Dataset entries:
* * * * * * * * *

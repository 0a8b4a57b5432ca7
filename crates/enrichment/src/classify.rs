//! Publication type classification from BibTeX entry kinds

use crate::errors::EnrichmentError;
use pubforge_common::db::{DbPool, Repository};
use pubforge_common::metrics;
use pubforge_common::scholar::{ScholarSearch, SearchResponse};
use sea_orm::TransactionTrait;
use serde::Serialize;
use std::fmt;
use std::sync::Arc;
use tracing::{error, info, instrument, warn};

#[derive(Debug, Clone, Copy, PartialEq, Eq, Serialize)]
pub enum PublicationType {
    JournalArticle,
    ConferencePaper,
    Book,
    Thesis,
    TechnicalReport,
    Manual,
    ConferenceProceedings,
    UnpublishedWork,
    Miscellaneous,
    PhdThesis,
    MastersThesis,
    BookChapter,
    Collection,
    Patent,
    OnlineResource,
    Unknown,
}

impl PublicationType {
    fn from_entry_kind(kind: &str) -> Option<Self> {
        let ty = match kind {
            "article" => Self::JournalArticle,
            "inproceedings" => Self::ConferencePaper,
            "book" => Self::Book,
            "thesis" => Self::Thesis,
            "techreport" => Self::TechnicalReport,
            "manual" => Self::Manual,
            "proceedings" => Self::ConferenceProceedings,
            "unpublished" => Self::UnpublishedWork,
            "misc" => Self::Miscellaneous,
            "phdthesis" => Self::PhdThesis,
            "mastersthesis" => Self::MastersThesis,
            "inbook" => Self::BookChapter,
            "incollection" => Self::Collection,
            "patent" => Self::Patent,
            "online" => Self::OnlineResource,
            _ => return None,
        };
        Some(ty)
    }

    /// Type of the first recognised `@kind` in a BibTeX entry.
    ///
    /// Kinds are read as whole words, so `@booklet` is not `@book`.
    pub fn from_bib_entry(entry: &str) -> Option<Self> {
        entry.split('@').skip(1).find_map(|rest| {
            let end = rest
                .find(|c: char| !c.is_ascii_alphabetic())
                .unwrap_or(rest.len());
            Self::from_entry_kind(&rest[..end].to_ascii_lowercase())
        })
    }

    /// Type of the first result whose entry is recognised
    pub fn from_response(response: &SearchResponse) -> Self {
        response
            .results
            .iter()
            .find_map(|r| Self::from_bib_entry(&r.bib_entry))
            .unwrap_or(Self::Unknown)
    }

    pub fn as_str(self) -> &'static str {
        match self {
            Self::JournalArticle => "Journal Article",
            Self::ConferencePaper => "Conference Paper",
            Self::Book => "Book",
            Self::Thesis => "Thesis",
            Self::TechnicalReport => "Technical Report",
            Self::Manual => "Manual",
            Self::ConferenceProceedings => "Conference Proceedings",
            Self::UnpublishedWork => "Unpublished Work",
            Self::Miscellaneous => "Miscellaneous",
            Self::PhdThesis => "PhD Thesis",
            Self::MastersThesis => "Masters Thesis",
            Self::BookChapter => "Book Chapter",
            Self::Collection => "Collection",
            Self::Patent => "Patent",
            Self::OnlineResource => "Online Resource",
            Self::Unknown => "Unknown",
        }
    }
}

impl fmt::Display for PublicationType {
    fn fmt(&self, f: &mut fmt::Formatter<'_>) -> fmt::Result {
        f.write_str(self.as_str())
    }
}

#[derive(Debug, Clone, Default, PartialEq, Eq, Serialize)]
pub struct ClassifyReport {
    pub publications: usize,
    pub classified: usize,
    pub unknown: usize,
    pub no_results: usize,
    pub failed: usize,
}

pub struct PublicationClassifier {
    pool: DbPool,
    search: Arc<dyn ScholarSearch>,
}

impl PublicationClassifier {
    pub fn new(pool: DbPool, search: Arc<dyn ScholarSearch>) -> Self {
        Self { pool, search }
    }

    /// Look up every publication and store its type
    #[instrument(skip(self))]
    pub async fn classify(&self) -> Result<ClassifyReport, EnrichmentError> {
        let publications = Repository::new(self.pool.conn()).publication_keys().await?;
        let mut report = ClassifyReport {
            publications: publications.len(),
            ..Default::default()
        };

        let txn = self.pool.begin().await?;

        for publication in publications {
            let publication_type = match self.search.query(&publication.title).await {
                Ok(Some(response)) => PublicationType::from_response(&response),
                Ok(None) => {
                    warn!(title = %publication.title, "No results for publication");
                    report.no_results += 1;
                    continue;
                }
                Err(e) => {
                    error!(publication_id = publication.id, error = %e, "Type lookup failed");
                    metrics::record_item_failure("classify");
                    report.failed += 1;
                    continue;
                }
            };

            let savepoint = txn.begin().await?;
            match Repository::new(&savepoint)
                .set_publication_type(publication.id, publication_type.as_str())
                .await
            {
                Ok(()) => {
                    savepoint.commit().await?;
                    if publication_type == PublicationType::Unknown {
                        warn!(publication_id = publication.id, "Publication type could not be resolved");
                        report.unknown += 1;
                    } else {
                        report.classified += 1;
                    }
                }
                Err(e) => {
                    savepoint.rollback().await?;
                    error!(publication_id = publication.id, error = %e, "Type could not be stored");
                    metrics::record_item_failure("classify");
                    report.failed += 1;
                }
            }
        }

        txn.commit().await?;

        info!(
            publications = report.publications,
            classified = report.classified,
            unknown = report.unknown,
            failed = report.failed,
            "Classification completed"
        );
        Ok(report)
    }
}

#[cfg(test)]
mod tests {
    use super::*;
    use pubforge_common::db::testing::{memory_pool, seed_publication, text};
    use pubforge_common::scholar::MockSearchClient;

    #[test]
    fn test_entry_kinds() {
        assert_eq!(
            PublicationType::from_bib_entry("@article{balazs2007, title={...}}"),
            Some(PublicationType::JournalArticle)
        );
        assert_eq!(
            PublicationType::from_bib_entry("@INPROCEEDINGS{x,}"),
            Some(PublicationType::ConferencePaper)
        );
        assert_eq!(
            PublicationType::from_bib_entry("@phdthesis{x,}"),
            Some(PublicationType::PhdThesis)
        );
        assert_eq!(PublicationType::from_bib_entry("@booklet{x,}"), None);
        assert_eq!(PublicationType::from_bib_entry("no entry"), None);
    }

    #[test]
    fn test_first_recognised_result_wins() {
        let response = SearchResponse {
            results: vec![
                pubforge_common::scholar::BibResult { bib_entry: "@booklet{a,}".into() },
                pubforge_common::scholar::BibResult { bib_entry: "@book{b,}".into() },
                pubforge_common::scholar::BibResult { bib_entry: "@article{c,}".into() },
            ],
            ..Default::default()
        };
        assert_eq!(PublicationType::from_response(&response), PublicationType::Book);
        assert_eq!(
            PublicationType::from_response(&SearchResponse::default()),
            PublicationType::Unknown
        );
    }

    #[tokio::test]
    async fn test_classify_stores_types() {
        let pool = memory_pool().await.unwrap();
        let a = seed_publication(&pool, "Paper A", None, "", None).await.unwrap();
        let b = seed_publication(&pool, "Paper B", None, "", None).await.unwrap();

        let search = Arc::new(MockSearchClient::new());
        search.respond_with_bib("Paper A", &["@inproceedings{a, title={A}}"]);
        search.respond_with_bib("Paper B", &["@booklet{b,}"]);

        let report = PublicationClassifier::new(pool.clone(), search)
            .classify()
            .await
            .unwrap();

        assert_eq!(report.classified, 1);
        assert_eq!(report.unknown, 1);

        let type_a = text(&pool, "SELECT publication_type FROM publications WHERE id = $1", vec![a.into()])
            .await
            .unwrap();
        let type_b = text(&pool, "SELECT publication_type FROM publications WHERE id = $1", vec![b.into()])
            .await
            .unwrap();
        assert_eq!(type_a.as_deref(), Some("Conference Paper"));
        assert_eq!(type_b.as_deref(), Some("Unknown"));
    }
}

* * * * * * * * *

### TASK OBJECTIVE
Each line above must be reproduced exactly as it stands.

### REPLY
repository 0a8b4a57b5432ca7
filename crates/enrichment/src/classify.rs
//! Publication type classification from BibTeX entry kinds

use crate::errors::EnrichmentError;
use pubforge_common::db::{DbPool, Repository};
use pubforge_common::metrics;
use pubforge_common::scholar::{ScholarSearch, SearchResponse};
use sea_orm::TransactionTrait;
use serde::Serialize;
use std::fmt;
use std::sync::Arc;
use tracing::{error, info, instrument, warn};

#[derive(Debug, Clone, Copy, PartialEq, Eq, Serialize)]
pub enum PublicationType {
    JournalArticle,
    ConferencePaper,
    Book,
    Thesis,
    TechnicalReport,
    Manual,
    ConferenceProceedings,
    UnpublishedWork,
    Miscellaneous,
    PhdThesis,
    MastersThesis,
    BookChapter,
    Collection,
    Patent,
    OnlineResource,
    Unknown,
}

impl PublicationType {
    fn from_entry_kind(kind: &str) -> Option<Self> {
        let ty = match kind {
            "article" => Self::JournalArticle,
            "inproceedings" => Self::ConferencePaper,
            "book" => Self::Book,
            "thesis" => Self::Thesis,
            "techreport" => Self::TechnicalReport,
            "manual" => Self::Manual,
            "proceedings" => Self::ConferenceProceedings,
            "unpublished" => Self::UnpublishedWork,
            "misc" => Self::Miscellaneous,
            "phdthesis" => Self::PhdThesis,
            "mastersthesis" => Self::MastersThesis,
            "inbook" => Self::BookChapter,
            "incollection" => Self::Collection,
            "patent" => Self::Patent,
            "online" => Self::OnlineResource,
            _ => return None,
        };
        Some(ty)
    }

    /// Type of the first recognised `@kind` in a BibTeX entry.
    ///
    /// Kinds are read as whole words, so `@booklet` is not `@book`.
    pub fn from_bib_entry(entry: &str) -> Option<Self> {
        entry.split('@').skip(1).find_map(|rest| {
            let end = rest
                .find(|c: char| !c.is_ascii_alphabetic())
                .unwrap_or(rest.len());
            Self::from_entry_kind(&rest[..end].to_ascii_lowercase())
        })
    }

    /// Type of the first result whose entry is recognised
    pub fn from_response(response: &SearchResponse) -> Self {
        response
            .results
            .iter()
            .find_map(|r| Self::from_bib_entry(&r.bib_entry))
            .unwrap_or(Self::Unknown)
    }

    pub fn as_str(self) -> &'static str {
        match self {
            Self::JournalArticle => "Journal Article",
            Self::ConferencePaper => "Conference Paper",
            Self::Book => "Book",
            Self::Thesis => "Thesis",
            Self::TechnicalReport => "Technical Report",
            Self::Manual => "Manual",
            Self::ConferenceProceedings => "Conference Proceedings",
            Self::UnpublishedWork => "Unpublished Work",
            Self::Miscellaneous => "Miscellaneous",
            Self::PhdThesis => "PhD Thesis",
            Self::MastersThesis => "Masters Thesis",
            Self::BookChapter => "Book Chapter",
            Self::Collection => "Collection",
            Self::Patent => "Patent",
            Self::OnlineResource => "Online Resource",
            Self::Unknown => "Unknown",
        }
    }
}

impl fmt::Display for PublicationType {
    fn fmt(&self, f: &mut fmt::Formatter<'_>) -> fmt::Result {
        f.write_str(self.as_str())
    }
}

#[derive(Debug, Clone, Default, PartialEq, Eq, Serialize)]
pub struct ClassifyReport {
    pub publications: usize,
    pub classified: usize,
    pub unknown: usize,
    pub no_results: usize,
    pub failed: usize,
}

pub struct PublicationClassifier {
    pool: DbPool,
    search: Arc<dyn ScholarSearch>,
}

impl PublicationClassifier {
    pub fn new(pool: DbPool, search: Arc<dyn ScholarSearch>) -> Self {
        Self { pool, search }
    }

    /// Look up every publication and store its type
    #[instrument(skip(self))]
    pub async fn classify(&self) -> Result<ClassifyReport, EnrichmentError> {
        let publications = Repository::new(self.pool.conn()).publication_keys().await?;
        let mut report = ClassifyReport {
            publications: publications.len(),
            ..Default::default()
        };

        let txn = self.pool.begin().await?;

        for publication in publications {
            let publication_type = match self.search.query(&publication.title).await {
                Ok(Some(response)) => PublicationType::from_response(&response),
                Ok(None) => {
                    warn!(title = %publication.title, "No results for publication");
                    report.no_results += 1;
                    continue;
                }
                Err(e) => {
                    error!(publication_id = publication.id, error = %e, "Type lookup failed");
                    metrics::record_item_failure("classify");
                    report.failed += 1;
                    continue;
                }
            };

            let savepoint = txn.begin().await?;
            match Repository::new(&savepoint)
                .set_publication_type(publication.id, publication_type.as_str())
                .await
            {
                Ok(()) => {
                    savepoint.commit().await?;
                    if publication_type == PublicationType::Unknown {
                        warn!(publication_id = publication.id, "Publication type could not be resolved");
                        report.unknown += 1;
                    } else {
                        report.classified += 1;
                    }
                }
                Err(e) => {
                    savepoint.rollback().await?;
                    error!(publication_id = publication.id, error = %e, "Type could not be stored");
                    metrics::record_item_failure("classify");
                    report.failed += 1;
                }
            }
        }

        txn.commit().await?;

        info!(
            publications = report.publications,
            classified = report.classified,
            unknown = report.unknown,
            failed = report.failed,
            "Classification completed"
        );
        Ok(report)
    }
}

#[cfg(test)]
mod tests {
    use super::*;
    use pubforge_common::db::testing::{memory_pool, seed_publication, text};
    use pubforge_common::scholar::MockSearchClient;

    #[test]
    fn test_entry_kinds() {
        assert_eq!(
            PublicationType::from_bib_entry("@article{balazs2007, title={...}}"),
            Some(PublicationType::JournalArticle)
        );
        assert_eq!(
            PublicationType::from_bib_entry("@INPROCEEDINGS{x,}"),
            Some(PublicationType::ConferencePaper)
        );
        assert_eq!(
            PublicationType::from_bib_entry("@phdthesis{x,}"),
            Some(PublicationType::PhdThesis)
        );
        assert_eq!(PublicationType::from_bib_entry("@booklet{x,}"), None);
        assert_eq!(PublicationType::from_bib_entry("no entry"), None);
    }

    #[test]
    fn test_first_recognised_result_wins() {
        let response = SearchResponse {
            results: vec![
                pubforge_common::scholar::BibResult { bib_entry: "@booklet{a,}".into() },
                pubforge_common::scholar::BibResult { bib_entry: "@book{b,}".into() },
                pubforge_common::scholar::BibResult { bib_entry: "@article{c,}".into() },
            ],
            ..Default::default()
        };
        assert_eq!(PublicationType::from_response(&response), PublicationType::Book);
        assert_eq!(
            PublicationType::from_response(&SearchResponse::default()),
            PublicationType::Unknown
        );
    }

    #[tokio::test]
    async fn test_classify_stores_types() {
        let pool = memory_pool().await.unwrap();
        let a = seed_publication(&pool, "Paper A", None, "", None).await.unwrap();
        let b = seed_publication(&pool, "Paper B", None, "", None).await.unwrap();

        let search = Arc::new(MockSearchClient::new());
        search.respond_with_bib("Paper A", &["@inproceedings{a, title={A}}"]);
        search.respond_with_bib("Paper B", &["@booklet{b,}"]);

        let report = PublicationClassifier::new(pool.clone(), search)
            .classify()
            .await
            .unwrap();

        assert_eq!(report.classified, 1);
        assert_eq!(report.unknown, 1);

        let type_a = text(&pool, "SELECT publication_type FROM publications WHERE id = $1", vec![a.into()])
            .await
            .unwrap();
        let type_b = text(&pool, "SELECT publication_type FROM publications WHERE id = $1", vec![b.into()])
            .await
            .unwrap();
        assert_eq!(type_a.as_deref(), Some("Conference Paper"));
        assert_eq!(type_b.as_deref(), Some("Unknown"));
    }
}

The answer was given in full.